Sonographic findings

  1. Tubular structure
  2. Target sign – A tube within a tube 
  3. Mobile, if alive 
  4. If dead, may become calcified 
 
Fig : Biliary Ascariasis
 
Fig : Biliary Ascariasis (Target Sign)
 
 
Thickened Sludge Within Gallbladder
  1. Distended gallbladder
  2. Seen as a fine dependent hypoechoic area within the gallbladder
  3. Sand clock appearance is seen with the change of posture (Moves quickly than gallstones)
* Pus will not show sand clock appearance 
* Blood will show a non homogeneous, irregular, hypoechoic area 
 
Fig : Sludge Within Gallbladder
 
 
Gallbladder Polyp
  1. Pedunculated or broad based
  2. Echo bright structures
  3. Does not move with posture 
  4. No posterior acoustic shadowing 
 
Fig : Gallbladder Polyp
 
 
 
PANCREAS
 
Indications Of Ultrasonography Of Pancreas

  1. Midline upper abdominal pain 
  2. Jaundice 
  3. Upper abdominal mass
  4. Persistent fever with upper abdominal tenderness
  5. Suspected malignant disease
  6. Recurrent chronic pancreatitis
  7. Complications of pancreatitis (Pancreatic pseudocyst, pancreatic abscess)
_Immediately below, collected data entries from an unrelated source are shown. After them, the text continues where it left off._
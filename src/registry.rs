//! Refcounted local handles to server-side resources.
//!
//! Every frame or model that lives on the cluster is referenced locally
//! through a [`Handle`], and the process-wide [`Registry`] maps each
//! server key to the number of live local references: proxies, clones of
//! proxies, and embeddings inside not-yet-evaluated expressions. The
//! backing resource is freed on the cluster exactly when its refcount
//! reaches zero — never before, and never by an ambient collector.
//!
//! The free request is best-effort: a failure is logged and swallowed,
//! degrading to a server-side leak rather than an error in the caller's
//! program, since release may run during teardown.

use crate::expr::Expr;
use crate::service::ComputeService;
use log::{debug, warn};
use std::collections::HashMap;
use std::sync::{Arc, Mutex};

/// A local reference to a server-side resource. `Handle` itself is a
/// plain token — copying one does not change any refcount; counts move
/// only through [`Registry`] calls (and through the frame operations
/// that make them).
#[derive(Debug, Clone, PartialEq, Eq)]
pub struct Handle {
    key: String,
}

impl Handle {
    pub(crate) fn from_key(key: impl Into<String>) -> Self {
        Handle { key: key.into() }
    }

    /// The opaque server identifier this handle refers to.
    pub fn key(&self) -> &str {
        &self.key
    }
}

/// The process-wide table of server keys and their local refcounts.
///
/// All mutations take one internal lock, so concurrent retains and
/// releases from many proxies are safe. The lock is never held across an
/// `.await`; the remote free at refcount zero happens after it is
/// dropped.
pub struct Registry {
    entries: Mutex<HashMap<String, usize>>,
    compute: Arc<dyn ComputeService>,
}

impl Registry {
    pub fn new(compute: Arc<dyn ComputeService>) -> Self {
        Registry { entries: Mutex::new(HashMap::new()), compute }
    }

    /// Creates or increments the entry for `key` and returns a handle to
    /// it.
    pub fn acquire(&self, key: impl Into<String>) -> Handle {
        let handle = Handle::from_key(key);
        self.retain(&handle);
        handle
    }

    /// Adds one reference to an already-held handle.
    pub fn retain(&self, handle: &Handle) {
        let mut entries = self.entries.lock().unwrap();
        let count = entries.entry(handle.key.clone()).or_insert(0);
        *count += 1;
        debug!("retained {} (refcount {})", handle.key, count);
    }

    /// Drops one reference. When the count reaches zero the entry is
    /// removed and the cluster is asked to free the backing resource; a
    /// failed free is logged, not raised.
    pub async fn release(&self, handle: &Handle) {
        let freed = {
            let mut entries = self.entries.lock().unwrap();
            match entries.get_mut(&handle.key) {
                Some(count) if *count > 1 => {
                    *count -= 1;
                    debug!("released {} (refcount {})", handle.key, count);
                    false
                }
                Some(_) => {
                    entries.remove(&handle.key);
                    true
                }
                None => {
                    warn!("release of untracked handle {}", handle.key);
                    false
                }
            }
        };
        if freed {
            debug!("freeing {} on the cluster", handle.key);
            if let Err(e) = self.compute.free(&handle.key).await {
                warn!("failed to free {}: {}", handle.key, e);
            }
        }
    }

    /// Retains every handle embedded in `expr`, once per embedding path.
    /// Called whenever an expression is embedded into a new one or a
    /// proxy is cloned.
    pub fn retain_expr(&self, expr: &Expr) {
        expr.for_each_handle(&mut |h| self.retain(h));
    }

    /// Releases every handle embedded in `expr`, the counterpart of
    /// [`retain_expr`](Self::retain_expr) for a proxy or collapsed root
    /// going away.
    pub async fn release_expr(&self, expr: &Expr) {
        let mut handles = Vec::new();
        expr.for_each_handle(&mut |h| handles.push(h.clone()));
        for h in &handles {
            self.release(h).await;
        }
    }

    /// Whether `key` currently has a nonzero refcount. The checkpoint
    /// fast-fail path uses this.
    pub fn contains(&self, key: &str) -> bool {
        self.entries.lock().unwrap().contains_key(key)
    }

    /// Current refcount for `key`; zero if untracked.
    pub fn refcount(&self, key: &str) -> usize {
        self.entries.lock().unwrap().get(key).copied().unwrap_or(0)
    }
}
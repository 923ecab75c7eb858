//! Deferred, composable descriptions of computations over frames.
//!
//! An [`Expr`] is a pure value: building one never contacts the cluster,
//! and evaluating the same node twice with unchanged children produces
//! the same remote request. Children are shared via `Arc`, so a single
//! server-side intermediate may be referenced from several pending
//! expressions at once — the [`Registry`](crate::registry::Registry)
//! keeps one refcount per embedded [`Materialized`](Expr::Materialized)
//! handle, and every embedding retains.
//!
//! A whole unevaluated subtree is shipped to the cluster as one
//! [`ExprPayload`], so a chain like `(a + b) + c` costs a single round
//! trip rather than one per operator. After a successful evaluation the
//! owning proxy collapses its root to `Materialized`, making later
//! evaluations O(1) with zero remote calls.

use crate::registry::Handle;
use serde::{Deserialize, Serialize};
use std::fmt;
use std::sync::Arc;

mod eval;
pub(crate) use eval::{eval_scalar, submit};

/// Element-wise unary operators.
#[derive(Serialize, Deserialize, Debug, Clone, Copy, PartialEq, Eq)]
pub enum UnOp {
    Abs,
    Floor,
    Ceil,
    Exp,
    Log,
    Sqrt,
    /// Logical negation of a 0/1 mask column.
    Not,
    /// Converts a column to categorical for classification training.
    AsFactor,
}

/// Element-wise binary operators. The comparison operators produce 0/1
/// mask columns usable for row selection.
#[derive(Serialize, Deserialize, Debug, Clone, Copy, PartialEq, Eq)]
pub enum BinOp {
    Add,
    Sub,
    Mul,
    Div,
    Gt,
    Ge,
    Lt,
    Le,
    Eq,
    Ne,
}

/// Column reducers. All are defined over the non-missing values of a
/// column; `Var` and `Sd` use the n−1 (sample) denominator.
#[derive(Serialize, Deserialize, Debug, Clone, Copy, PartialEq, Eq)]
pub enum AggOp {
    Min,
    Max,
    Sum,
    Mean,
    Median,
    Sd,
    Var,
}

/// Which way a [`Expr::Combine`] node stacks its parts.
#[derive(Serialize, Deserialize, Debug, Clone, Copy, PartialEq, Eq)]
pub enum BindDim {
    Rows,
    Cols,
}

/// Row selection for a slice node. `Range` is half-open. A `Mask` keeps
/// the rows where a single 0/1 column is nonzero; the surviving row
/// count is unknown until materialization.
#[derive(Debug, Clone)]
pub enum RowSel {
    All,
    Range(u64, u64),
    Mask(Arc<Expr>),
}

/// Column selection for a slice node, as indices in declared order.
#[derive(Serialize, Deserialize, Debug, Clone, PartialEq)]
pub enum ColSel {
    All,
    Keep(Vec<usize>),
}

/// A deferred computation over frames and scalars.
///
/// `Materialized` is the cache of a prior evaluation: it holds the
/// handle of a server-resident frame and evaluating it is a no-op that
/// returns the handle directly.
#[derive(Debug, Clone)]
pub enum Expr {
    /// A scalar literal, broadcast over rows when used as an operand.
    Literal(f64),
    /// A single column of another frame expression.
    ColumnRef { frame: Arc<Expr>, col: usize },
    UnaryOp { op: UnOp, arg: Arc<Expr> },
    BinaryOp { op: BinOp, left: Arc<Expr>, right: Arc<Expr> },
    Slice { frame: Arc<Expr>, rows: RowSel, cols: ColSel },
    /// A reducer; evaluates to a scalar, never to a frame.
    Aggregate { op: AggOp, arg: Arc<Expr> },
    /// Row- or column-wise concatenation of two or more frames.
    Combine { how: BindDim, parts: Vec<Arc<Expr>> },
    /// A previously evaluated, server-resident frame.
    Materialized(Handle),
}

/// The wire form of an [`Expr`]: identical shape, with each embedded
/// handle reduced to its bare server key. One payload describes one
/// whole unevaluated subtree.
#[derive(Serialize, Deserialize, Debug, Clone, PartialEq)]
pub enum ExprPayload {
    Literal(f64),
    Key(String),
    ColumnRef { frame: Box<ExprPayload>, col: usize },
    UnaryOp { op: UnOp, arg: Box<ExprPayload> },
    BinaryOp { op: BinOp, left: Box<ExprPayload>, right: Box<ExprPayload> },
    Slice { frame: Box<ExprPayload>, rows: RowSelPayload, cols: ColSel },
    Aggregate { op: AggOp, arg: Box<ExprPayload> },
    Combine { how: BindDim, parts: Vec<ExprPayload> },
}

/// Wire form of [`RowSel`].
#[derive(Serialize, Deserialize, Debug, Clone, PartialEq)]
pub enum RowSelPayload {
    All,
    Range(u64, u64),
    Mask(Box<ExprPayload>),
}

impl Expr {
    /// Renders this expression as its wire description. Pure; the
    /// registry is untouched and nothing is submitted.
    pub fn describe(&self) -> ExprPayload {
        match self {
            Expr::Literal(v) => ExprPayload::Literal(*v),
            Expr::Materialized(h) => ExprPayload::Key(h.key().to_string()),
            Expr::ColumnRef { frame, col } => ExprPayload::ColumnRef {
                frame: Box::new(frame.describe()),
                col: *col,
            },
            Expr::UnaryOp { op, arg } => ExprPayload::UnaryOp {
                op: *op,
                arg: Box::new(arg.describe()),
            },
            Expr::BinaryOp { op, left, right } => ExprPayload::BinaryOp {
                op: *op,
                left: Box::new(left.describe()),
                right: Box::new(right.describe()),
            },
            Expr::Slice { frame, rows, cols } => ExprPayload::Slice {
                frame: Box::new(frame.describe()),
                rows: match rows {
                    RowSel::All => RowSelPayload::All,
                    RowSel::Range(a, b) => RowSelPayload::Range(*a, *b),
                    RowSel::Mask(m) => {
                        RowSelPayload::Mask(Box::new(m.describe()))
                    }
                },
                cols: cols.clone(),
            },
            Expr::Aggregate { op, arg } => ExprPayload::Aggregate {
                op: *op,
                arg: Box::new(arg.describe()),
            },
            Expr::Combine { how, parts } => ExprPayload::Combine {
                how: *how,
                parts: parts.iter().map(|p| p.describe()).collect(),
            },
        }
    }

    /// Visits every materialized handle embedded in this expression,
    /// once per embedding path. The registry uses this to retain or
    /// release a proxy's whole share in one walk.
    pub(crate) fn for_each_handle(&self, f: &mut impl FnMut(&Handle)) {
        match self {
            Expr::Literal(_) => {}
            Expr::Materialized(h) => f(h),
            Expr::ColumnRef { frame, .. } => frame.for_each_handle(f),
            Expr::UnaryOp { arg, .. } => arg.for_each_handle(f),
            Expr::BinaryOp { left, right, .. } => {
                left.for_each_handle(f);
                right.for_each_handle(f);
            }
            Expr::Slice { frame, rows, .. } => {
                frame.for_each_handle(f);
                if let RowSel::Mask(m) = rows {
                    m.for_each_handle(f);
                }
            }
            Expr::Aggregate { arg, .. } => arg.for_each_handle(f),
            Expr::Combine { parts, .. } => {
                for p in parts {
                    p.for_each_handle(f);
                }
            }
        }
    }

    /// Whether this node is a cache of a prior evaluation.
    pub fn is_materialized(&self) -> bool {
        matches!(self, Expr::Materialized(_))
    }
}

impl UnOp {
    fn name(self) -> &'static str {
        match self {
            UnOp::Abs => "abs",
            UnOp::Floor => "floor",
            UnOp::Ceil => "ceil",
            UnOp::Exp => "exp",
            UnOp::Log => "log",
            UnOp::Sqrt => "sqrt",
            UnOp::Not => "not",
            UnOp::AsFactor => "asfactor",
        }
    }
}

impl BinOp {
    fn name(self) -> &'static str {
        match self {
            BinOp::Add => "+",
            BinOp::Sub => "-",
            BinOp::Mul => "*",
            BinOp::Div => "/",
            BinOp::Gt => ">",
            BinOp::Ge => ">=",
            BinOp::Lt => "<",
            BinOp::Le => "<=",
            BinOp::Eq => "==",
            BinOp::Ne => "!=",
        }
    }
}

impl AggOp {
    pub(crate) fn name(self) -> &'static str {
        match self {
            AggOp::Min => "min",
            AggOp::Max => "max",
            AggOp::Sum => "sum",
            AggOp::Mean => "mean",
            AggOp::Median => "median",
            AggOp::Sd => "sd",
            AggOp::Var => "var",
        }
    }
}

/// Compact prefix rendering, used to identify the failed sub-expression
/// in `RemoteFailure` messages.
impl fmt::Display for Expr {
    fn fmt(&self, f: &mut fmt::Formatter) -> fmt::Result {
        match self {
            Expr::Literal(v) => write!(f, "{}", v),
            Expr::Materialized(h) => write!(f, "(key {})", h.key()),
            Expr::ColumnRef { frame, col } => {
                write!(f, "(col {} {})", frame, col)
            }
            Expr::UnaryOp { op, arg } => {
                write!(f, "({} {})", op.name(), arg)
            }
            Expr::BinaryOp { op, left, right } => {
                write!(f, "({} {} {})", op.name(), left, right)
            }
            Expr::Slice { frame, rows, cols } => {
                write!(f, "(slice {}", frame)?;
                match rows {
                    RowSel::All => write!(f, " [:]")?,
                    RowSel::Range(a, b) => write!(f, " [{}:{}]", a, b)?,
                    RowSel::Mask(m) => write!(f, " [mask {}]", m)?,
                }
                match cols {
                    ColSel::All => write!(f, ")"),
                    ColSel::Keep(idx) => write!(f, " {:?})", idx),
                }
            }
            Expr::Aggregate { op, arg } => {
                write!(f, "({} {})", op.name(), arg)
            }
            Expr::Combine { how, parts } => {
                match how {
                    BindDim::Rows => write!(f, "(rbind")?,
                    BindDim::Cols => write!(f, "(cbind")?,
                }
                for p in parts {
                    write!(f, " {}", p)?;
                }
                write!(f, ")")
            }
        }
    }
}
Normal Parameters Of Pancreas


Head – 2.8 cm 

Body – 2.3 cm
Tail – 2.8 cm
Internal diameter of pancreatic duct should be  2 mm 

Fig : Transverse Scan Of Pancreas
 
Fig : Transverse Scan Of Pancreas (Body and Tail Of Pancreas)
 
 Fig : Transverse Scan Of Pancreas (Pancreatic Duct)
 
Fig : Longitudinal Scan Of Pancreas (Head Of Pancreas)
 
Fig : Longitudinal Scan Of Pancreas (Body Of Pancreas)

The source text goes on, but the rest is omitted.